Колчерукий с ходу с обрыва бросился в реку, и, когда погоня добралась до обрыва, он уже выходил на том берегу, мокрым крупом коня на мгновение просверкнув в прибрежном ольшанике. Пули, посланные вслед, не достигли цели, а прыгать с обрыва никто не осмелился. С тех пор, говорят, это место названо Обрывом Колчерукого. Колчерукий при мне сам никогда не рассказывал эту историю, зато давал ее пересказать другим, сам с удовольствием слушая и внося некоторые уточнения. При этом он всячески подмигивал в сторону Мустафы, если тот был рядом. Мустафа делал вид, что не слушает, но в конце концов не выдерживал и пытался как-нибудь унизить или высмеять его подвиг.

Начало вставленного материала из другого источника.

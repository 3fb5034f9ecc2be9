use crate::config::AppConfig;
use crate::error::AppError;
use crate::input::{self, Input};
use crate::job::{JobCompletion, JobDriver};
use crate::planner::{FrameSpec, plan};
use crate::save::save_image;
use crate::session::{Capabilities, Effect, Session, SessionEvent, Viewport};
use crate::sink::OutputSink;
use crossterm::cursor::{Hide, Show};
use crossterm::event::{
    self, DisableBracketedPaste, DisableMouseCapture, EnableBracketedPaste, EnableMouseCapture,
    Event,
};
use crossterm::execute;
use crossterm::terminal::{
    self, EnterAlternateScreen, LeaveAlternateScreen, disable_raw_mode, enable_raw_mode,
};
use replicate_client::{OutputFormat, ReplicateClient};
use std::io::{self, Write};
use std::path::PathBuf;
use std::sync::Arc;
use std::sync::mpsc::{self, Receiver};
use std::time::{Duration, Instant};
use term_graphics::{TerminalEnv, encoder_for, query_cell_size};
use tokio::runtime::Handle;
use tracing::{debug, info, warn};

const INPUT_POLL: Duration = Duration::from_millis(25);
const TICK_INTERVAL: Duration = Duration::from_millis(100);

/// How the interactive session ended.
#[derive(Debug, Clone, PartialEq, Eq)]
pub enum Outcome {
    Quit,
    Saved(PathBuf),
}

/// Where downloads land.
#[derive(Debug, Clone)]
pub struct SaveTarget {
    pub dir: Option<PathBuf>,
    pub format: OutputFormat,
}

/// Runs the interactive session until the user quits or downloads an image.
///
/// The terminal loop blocks, so it runs on the blocking pool while
/// generations run as tasks on the current runtime.
pub async fn run(config: AppConfig) -> Result<Outcome, AppError> {
    let env = TerminalEnv::from_process();
    let protocol = config.display.resolve(&env);
    info!(
        target: "fluxy::ui",
        %protocol,
        terminal = %env.describe(),
        variant = config.model.variant.name(),
        "starting session"
    );

    let client = Arc::new(ReplicateClient::new(config.client_config())?);
    let (tx, rx) = mpsc::channel();
    let driver = JobDriver::new(client, config.model, protocol, Handle::current(), tx);
    let session = Session::new(
        config.prompt.clone(),
        Capabilities {
            protocol,
            terminal: env.describe(),
        },
    );
    let app = App::new(
        session,
        OutputSink::new(encoder_for(protocol)),
        driver,
        rx,
        SaveTarget {
            dir: config.output_dir.clone(),
            format: config.model.output_format,
        },
    );

    tokio::task::spawn_blocking(move || app.run_terminal())
        .await
        .map_err(|err| AppError::Runtime(err.to_string()))?
}

/// Glue between the terminal, the session and the job driver.
pub struct App {
    session: Session,
    sink: OutputSink,
    driver: JobDriver,
    completions: Receiver<JobCompletion>,
    save: SaveTarget,
    last_frame: Option<FrameSpec>,
}

impl App {
    pub fn new(
        session: Session,
        sink: OutputSink,
        driver: JobDriver,
        completions: Receiver<JobCompletion>,
        save: SaveTarget,
    ) -> Self {
        Self {
            session,
            sink,
            driver,
            completions,
            save,
            last_frame: None,
        }
    }

    pub fn session(&self) -> &Session {
        &self.session
    }

    pub fn last_frame(&self) -> Option<&FrameSpec> {
        self.last_frame.as_ref()
    }

    /// Takes over the terminal, runs the loop and always hands the terminal
    /// back, even when the loop fails.
    pub fn run_terminal(mut self) -> Result<Outcome, AppError> {
        let mut stdout = io::stdout();
        let guard = TerminalGuard::enter(&mut stdout)?;

        let (columns, rows) = terminal::size()?;
        self.resize(columns, rows);
        debug!(target: "fluxy::ui", columns, rows, "ui loop started");

        let result = self.event_loop(&mut stdout);
        let cleared = self
            .sink
            .clear_screen(&mut stdout)
            .and_then(|_| stdout.flush());
        let restored = guard.restore(&mut stdout);

        let outcome = result?;
        cleared?;
        restored?;
        info!(target: "fluxy::ui", ?outcome, "session ended");
        Ok(outcome)
    }

    fn event_loop<W: Write>(&mut self, out: &mut W) -> Result<Outcome, AppError> {
        let mut last_tick = Instant::now();
        loop {
            self.drain_completions();
            self.draw_if_dirty(out)?;

            if event::poll(INPUT_POLL)? {
                let event = event::read()?;
                if let Some(outcome) = self.handle_terminal_event(&event)? {
                    return Ok(outcome);
                }
            }

            if last_tick.elapsed() >= TICK_INTERVAL {
                self.tick();
                last_tick = Instant::now();
            }
        }
    }

    /// Routes one terminal event through the session and performs whatever
    /// it asks for. Returns the outcome once the session is over.
    pub fn handle_terminal_event(&mut self, event: &Event) -> Result<Option<Outcome>, AppError> {
        let Some(input) = input::route(event, self.session.mode(), self.last_frame.as_ref())
        else {
            return Ok(None);
        };
        match input {
            Input::Action(action) => {
                let effect = self.session.handle(SessionEvent::Action(action));
                self.perform(effect)
            }
            Input::Resize { columns, rows } => {
                self.resize(columns, rows);
                Ok(None)
            }
        }
    }

    /// Feeds every finished generation into the session without blocking.
    pub fn drain_completions(&mut self) -> usize {
        let mut drained = 0;
        while let Ok(JobCompletion { token, outcome }) = self.completions.try_recv() {
            drained += 1;
            if self.session.in_flight() != Some(token) {
                debug!(target: "fluxy::ui", %token, "discarding superseded completion");
            }
            self.session
                .handle(SessionEvent::JobFinished { token, outcome });
        }
        drained
    }

    pub fn tick(&mut self) {
        self.session.handle(SessionEvent::Tick);
    }

    /// Plans and renders a frame if anything changed since the last one.
    pub fn draw_if_dirty<W: Write>(&mut self, out: &mut W) -> io::Result<bool> {
        if !self.session.take_dirty() {
            return Ok(false);
        }
        let frame = plan(&self.session, self.sink.last_drawn());
        self.sink.render(&frame, out)?;
        self.last_frame = Some(frame);
        Ok(true)
    }

    fn resize(&mut self, columns: u16, rows: u16) {
        self.session.handle(SessionEvent::Resize {
            viewport: Viewport::new(columns, rows),
            cell_size: query_cell_size(),
        });
    }

    fn perform(&mut self, effect: Option<Effect>) -> Result<Option<Outcome>, AppError> {
        match effect {
            None => Ok(None),
            Some(Effect::Dispatch { token, prompt }) => {
                self.driver.dispatch(token, prompt);
                Ok(None)
            }
            Some(Effect::Save { bytes, prompt }) => {
                let path = save_image(self.save.dir.as_deref(), &prompt, self.save.format, &bytes)?;
                Ok(Some(Outcome::Saved(path)))
            }
            Some(Effect::Quit) => Ok(Some(Outcome::Quit)),
        }
    }
}

/// Raw mode, alternate screen, bracketed paste, mouse capture and a hidden
/// cursor for as long as it lives.
struct TerminalGuard {
    active: bool,
}

impl TerminalGuard {
    fn enter<W: Write>(out: &mut W) -> io::Result<Self> {
        enable_raw_mode()?;
        let guard = Self { active: true };
        execute!(
            out,
            EnterAlternateScreen,
            EnableBracketedPaste,
            EnableMouseCapture,
            Hide
        )?;
        Ok(guard)
    }

    fn restore<W: Write>(mut self, out: &mut W) -> io::Result<()> {
        self.active = false;
        let screen = execute!(
            out,
            Show,
            DisableMouseCapture,
            DisableBracketedPaste,
            LeaveAlternateScreen
        );
        let raw = disable_raw_mode();
        screen.and(raw)
    }
}

impl Drop for TerminalGuard {
    fn drop(&mut self) {
        if self.active {
            let mut stdout = io::stdout();
            if let Err(err) = execute!(
                stdout,
                Show,
                DisableMouseCapture,
                DisableBracketedPaste,
                LeaveAlternateScreen
            ) {
                warn!(target: "fluxy::ui", error = %err, "failed to restore terminal screen");
            }
            let _ = disable_raw_mode();
        }
    }
}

Мустафа говорил, что человек, которому уже прострелили одну руку, можно сказать, порченый человек, и поэтому, пускаясь на дерзость, он не слишком многим рискует. А если он и спрыгнул с обрыва, то, во-первых, спрыгнул от страха, а потом, ему ничего другого не оставалось делать, потому что, поймай его погоня, все равно бы пристрелили.
Одним словом, у них было давнее соперничество, и если раньше они его разрешали на скачках, то теперь, по старости, хотя и продолжали держать лошадей, споры свои разрешали теоретически, отчего они у них часто заходили в дебри зловещих головоломок.
— Если в тебя человек стреляет с этой стороны, а ты, скажем, едешь вон по той тропе, куда ты поворачиваешь лошадь при звуке выстрела, и притом вокруг ни одного дерева? — спрашивал один из них.